Bob Pop: "I can't conceive of being gay and right-wing"


Mateo is a 34-year-old man, fat, handsome, rich, homosexual, alcoholic, insecure, paranoid, nervous, smiling and educated. She has beautiful eyes, but a horrible ass. One night of drinks he leaves the bar tired and drunk. His escape leads him to a central gay sauna in Madrid that he knows well.

The story of that night is that of 'Mansos', a novel that the writer Bob Pop (Madrid, 1971) published in 2010 and that the Alfaguara publishing house recovers a decade later. "A part of my biography is that book," explains the author.
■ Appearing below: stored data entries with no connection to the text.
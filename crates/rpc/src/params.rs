#![forbid(unsafe_code)]

//! Action input parsing: JSON params into the typed condition language.
//!
//! Values are converted against the field's declared type, so a condition
//! reaches the store already carrying the right scalar kind; anything that
//! does not fit is a validation failure before any SQL exists.

use gantry_core::schema::{AppSchema, FieldType, ModelSchema};
use gantry_core::value::Value;
use gantry_store::query::{Condition, ConditionSet, Direction, Filter, Op, Page, WriteMap};
use serde_json::Map;

use crate::error::RuntimeError;

pub(crate) fn params_object(
    params: &serde_json::Value,
) -> Result<Map<String, serde_json::Value>, RuntimeError> {
    match params {
        serde_json::Value::Null => Ok(Map::new()),
        serde_json::Value::Object(map) => Ok(map.clone()),
        _ => Err(invalid("params must be an object")),
    }
}

/// Builds the filter for a list/get action from `where`, chained `orWhere`
/// alternatives and `orderBy`.
pub(crate) fn filter_from_params(
    app: &AppSchema,
    model: &ModelSchema,
    params: &Map<String, serde_json::Value>,
) -> Result<Filter, RuntimeError> {
    let mut first = match params.get("where") {
        None | Some(serde_json::Value::Null) => ConditionSet::new(),
        Some(serde_json::Value::Object(where_obj)) => {
            condition_set_from_where(app, model, where_obj)?
        }
        Some(_) => return Err(invalid("where must be an object")),
    };

    if let Some(order_by) = params.get("orderBy") {
        let serde_json::Value::Array(entries) = order_by else {
            return Err(invalid("orderBy must be an array"));
        };
        for entry in entries {
            let serde_json::Value::Object(entry) = entry else {
                return Err(invalid("orderBy entries must be objects"));
            };
            if entry.len() != 1 {
                return Err(invalid(
                    "orderBy entries must have exactly one field: direction pair",
                ));
            }
            for (field, direction) in entry {
                let direction = match direction.as_str() {
                    Some("asc") => Direction::Asc,
                    Some("desc") => Direction::Desc,
                    _ => return Err(invalid("orderBy direction must be asc or desc")),
                };
                first = first.ordered_by(field.clone(), direction);
            }
        }
    }

    let mut filter = Filter::from(first);

    match params.get("orWhere") {
        None | Some(serde_json::Value::Null) => {}
        Some(serde_json::Value::Array(alternatives)) => {
            for alternative in alternatives {
                let serde_json::Value::Object(where_obj) = alternative else {
                    return Err(invalid("orWhere entries must be objects"));
                };
                filter = filter.or(condition_set_from_where(app, model, where_obj)?);
            }
        }
        Some(_) => return Err(invalid("orWhere must be an array")),
    }

    Ok(filter)
}

fn condition_set_from_where(
    app: &AppSchema,
    model: &ModelSchema,
    where_obj: &Map<String, serde_json::Value>,
) -> Result<ConditionSet, RuntimeError> {
    let mut set = ConditionSet::new();
    for (field_path, constraint) in where_obj {
        let field_ty = resolve_field_type(app, model, field_path)?;
        match constraint {
            serde_json::Value::Object(operators) => {
                if operators.is_empty() {
                    return Err(invalid("constraint object must name an operator"));
                }
                for (operator, operand) in operators {
                    let op = op_from_json(operator, operand, field_ty)?;
                    set = set.with(Condition::new(field_path.clone(), op));
                }
            }
            // Direct-value shorthand is equality.
            scalar => {
                let value = value_from_json(field_ty, scalar)?;
                set = set.with(Condition::new(field_path.clone(), Op::Equals(value)));
            }
        }
    }
    Ok(set)
}

fn op_from_json(
    operator: &str,
    operand: &serde_json::Value,
    field_ty: &FieldType,
) -> Result<Op, RuntimeError> {
    let op = match operator {
        "equals" => Op::Equals(value_from_json(field_ty, operand)?),
        "notEquals" => Op::NotEquals(value_from_json(field_ty, operand)?),
        "contains" => Op::Contains(text_operand(operator, operand)?),
        "startsWith" => Op::StartsWith(text_operand(operator, operand)?),
        "endsWith" => Op::EndsWith(text_operand(operator, operand)?),
        "oneOf" => {
            let serde_json::Value::Array(members) = operand else {
                return Err(invalid("oneOf expects an array"));
            };
            let members = members
                .iter()
                .map(|member| value_from_json(field_ty, member))
                .collect::<Result<Vec<_>, _>>()?;
            Op::OneOf(members)
        }
        "greaterThan" => Op::GreaterThan(value_from_json(field_ty, operand)?),
        "greaterOrEqual" => Op::GreaterOrEqual(value_from_json(field_ty, operand)?),
        "lessThan" => Op::LessThan(value_from_json(field_ty, operand)?),
        "lessOrEqual" => Op::LessOrEqual(value_from_json(field_ty, operand)?),
        "before" => Op::Before(value_from_json(field_ty, operand)?),
        "after" => Op::After(value_from_json(field_ty, operand)?),
        "onOrBefore" => Op::OnOrBefore(value_from_json(field_ty, operand)?),
        "onOrAfter" => Op::OnOrAfter(value_from_json(field_ty, operand)?),
        _ => {
            return Err(RuntimeError::Validation {
                message: format!("unknown operator: {operator}"),
            });
        }
    };
    Ok(op)
}

fn text_operand(operator: &str, operand: &serde_json::Value) -> Result<String, RuntimeError> {
    operand
        .as_str()
        .map(|s| s.to_string())
        .ok_or_else(|| RuntimeError::Validation {
            message: format!("{operator} expects a string"),
        })
}

/// Converts one JSON scalar against a declared field type. Timestamps
/// travel as unix milliseconds.
pub(crate) fn value_from_json(
    field_ty: &FieldType,
    json: &serde_json::Value,
) -> Result<Value, RuntimeError> {
    if json.is_null() {
        return Ok(Value::Null);
    }
    match field_ty {
        FieldType::Text | FieldType::Enum { .. } => json
            .as_str()
            .map(|s| Value::Text(s.to_string()))
            .ok_or_else(|| type_mismatch("a string", json)),
        FieldType::Number => json
            .as_i64()
            .map(Value::Integer)
            .ok_or_else(|| type_mismatch("an integer", json)),
        FieldType::Boolean => json
            .as_bool()
            .map(Value::Bool)
            .ok_or_else(|| type_mismatch("a boolean", json)),
        FieldType::Timestamp => json
            .as_i64()
            .map(Value::Timestamp)
            .ok_or_else(|| type_mismatch("a unix-millisecond integer", json)),
    }
}

fn resolve_field_type<'a>(
    app: &'a AppSchema,
    model: &'a ModelSchema,
    path: &str,
) -> Result<&'a FieldType, RuntimeError> {
    match path.split_once('.') {
        None => model
            .field(path)
            .map(|field| &field.ty)
            .ok_or_else(|| RuntimeError::Validation {
                message: format!("unknown field {}.{path}", model.name),
            }),
        Some((relation_name, rest)) => {
            let relation = model.relation(relation_name).ok_or_else(|| {
                RuntimeError::Validation {
                    message: format!("unknown relation {}.{relation_name}", model.name),
                }
            })?;
            let referenced =
                app.model(&relation.references)
                    .ok_or_else(|| RuntimeError::Validation {
                        message: format!("unknown model {}", relation.references),
                    })?;
            referenced
                .field(rest)
                .map(|field| &field.ty)
                .ok_or_else(|| RuntimeError::Validation {
                    message: format!("unknown field {}.{rest}", referenced.name),
                })
        }
    }
}

pub(crate) fn write_map_from_params(
    model: &ModelSchema,
    values: &serde_json::Value,
) -> Result<WriteMap, RuntimeError> {
    let serde_json::Value::Object(values) = values else {
        return Err(invalid("values must be an object"));
    };
    let mut map = WriteMap::new();
    for (field_name, json) in values {
        let field = model
            .field(field_name)
            .ok_or_else(|| RuntimeError::Validation {
                message: format!("unknown field {}.{field_name}", model.name),
            })?;
        map.set(field_name.clone(), value_from_json(&field.ty, json)?);
    }
    Ok(map)
}

pub(crate) fn page_from_params(
    params: &Map<String, serde_json::Value>,
) -> Result<Page, RuntimeError> {
    let mut page = Page::default();
    if let Some(limit) = params.get("limit") {
        page.limit = Some(
            limit
                .as_u64()
                .ok_or_else(|| invalid("limit must be a non-negative integer"))?,
        );
    }
    if let Some(offset) = params.get("offset") {
        page.offset = Some(
            offset
                .as_u64()
                .ok_or_else(|| invalid("offset must be a non-negative integer"))?,
        );
    }
    Ok(page)
}

pub(crate) fn required_id(
    params: &Map<String, serde_json::Value>,
) -> Result<String, RuntimeError> {
    params
        .get("id")
        .and_then(|v| v.as_str())
        .map(|s| s.to_string())
        .ok_or_else(|| invalid("id must be a string"))
}

fn invalid(message: &str) -> RuntimeError {
    RuntimeError::Validation {
        message: message.to_string(),
    }
}

fn type_mismatch(expected: &str, json: &serde_json::Value) -> RuntimeError {
    RuntimeError::Validation {
        message: format!("expected {expected}, got {json}"),
    }
}

#[cfg(test)]
mod tests {
    use super::*;
    use gantry_core::schema::{FieldDef, ModelSchema};
    use serde_json::json;

    fn app() -> AppSchema {
        let mut post = ModelSchema::new("post", "post");
        post.push_field(FieldDef {
            name: "title".to_string(),
            column: "title".to_string(),
            ty: FieldType::Text,
            nullable: true,
            unique: false,
        });
        post.push_field(FieldDef {
            name: "views".to_string(),
            column: "views".to_string(),
            ty: FieldType::Number,
            nullable: false,
            unique: false,
        });
        AppSchema::new(vec![post])
    }

    fn parse_filter(params: serde_json::Value) -> Result<Filter, RuntimeError> {
        let app = app();
        let model = app.model("post").expect("post model");
        let params = params_object(&params)?;
        filter_from_params(&app, model, &params)
    }

    #[test]
    fn direct_value_shorthand_is_equality() {
        let filter = parse_filter(json!({ "where": { "title": "Fred" } })).expect("parse");
        assert_eq!(filter.sets().len(), 1);
        assert_eq!(
            filter.sets()[0].conditions,
            vec![Condition::equals("title", "Fred")]
        );
    }

    #[test]
    fn operator_objects_parse_per_type() {
        let filter = parse_filter(json!({
            "where": {
                "title": { "contains": "re" },
                "views": { "greaterThan": 3 },
            }
        }))
        .expect("parse");
        let conditions = &filter.sets()[0].conditions;
        assert!(conditions.contains(&Condition::contains("title", "re")));
        assert!(conditions.contains(&Condition::new(
            "views",
            Op::GreaterThan(Value::Integer(3))
        )));
    }

    #[test]
    fn unknown_operator_is_invalid_input() {
        let err = parse_filter(json!({ "where": { "title": { "matches": "x" } } }))
            .expect_err("must fail");
        assert_eq!(err.code(), "INVALID_INPUT");
    }

    #[test]
    fn operand_type_mismatch_is_invalid_input() {
        let err =
            parse_filter(json!({ "where": { "views": { "equals": "three" } } })).expect_err("must fail");
        assert_eq!(err.code(), "INVALID_INPUT");
    }

    #[test]
    fn or_where_adds_alternative_sets() {
        let filter = parse_filter(json!({
            "where": { "title": "a" },
            "orWhere": [ { "title": "b" } ],
        }))
        .expect("parse");
        assert_eq!(filter.sets().len(), 2);
    }

    #[test]
    fn order_by_entries_parse_in_declaration_order() {
        let filter = parse_filter(json!({
            "orderBy": [ { "views": "desc" }, { "title": "asc" } ],
        }))
        .expect("parse");
        assert_eq!(
            filter.sets()[0].order_by,
            vec![
                ("views".to_string(), Direction::Desc),
                ("title".to_string(), Direction::Asc),
            ]
        );
    }
}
And a part of that book is also the series 'Maricón Perdido', produced by El Terrat and premiered on June 18 on TNT, in which Roberto Enríquez performs an exercise in honesty by transferring to the small screen his own childhood and youth, his family and friends, and the discovery of his own identity.

An exercise that places him in a sweet moment professionally, due to the good reception of critics - he received the applause of the specialized press after his presentation at the Malaga Festival - and an audience that has seen in him a benchmark of the LGTBI collective. "I am in a hurry about the reference, but I feel the responsibility of having found a hole from which to speak and from which my voice resounds," he acknowledges.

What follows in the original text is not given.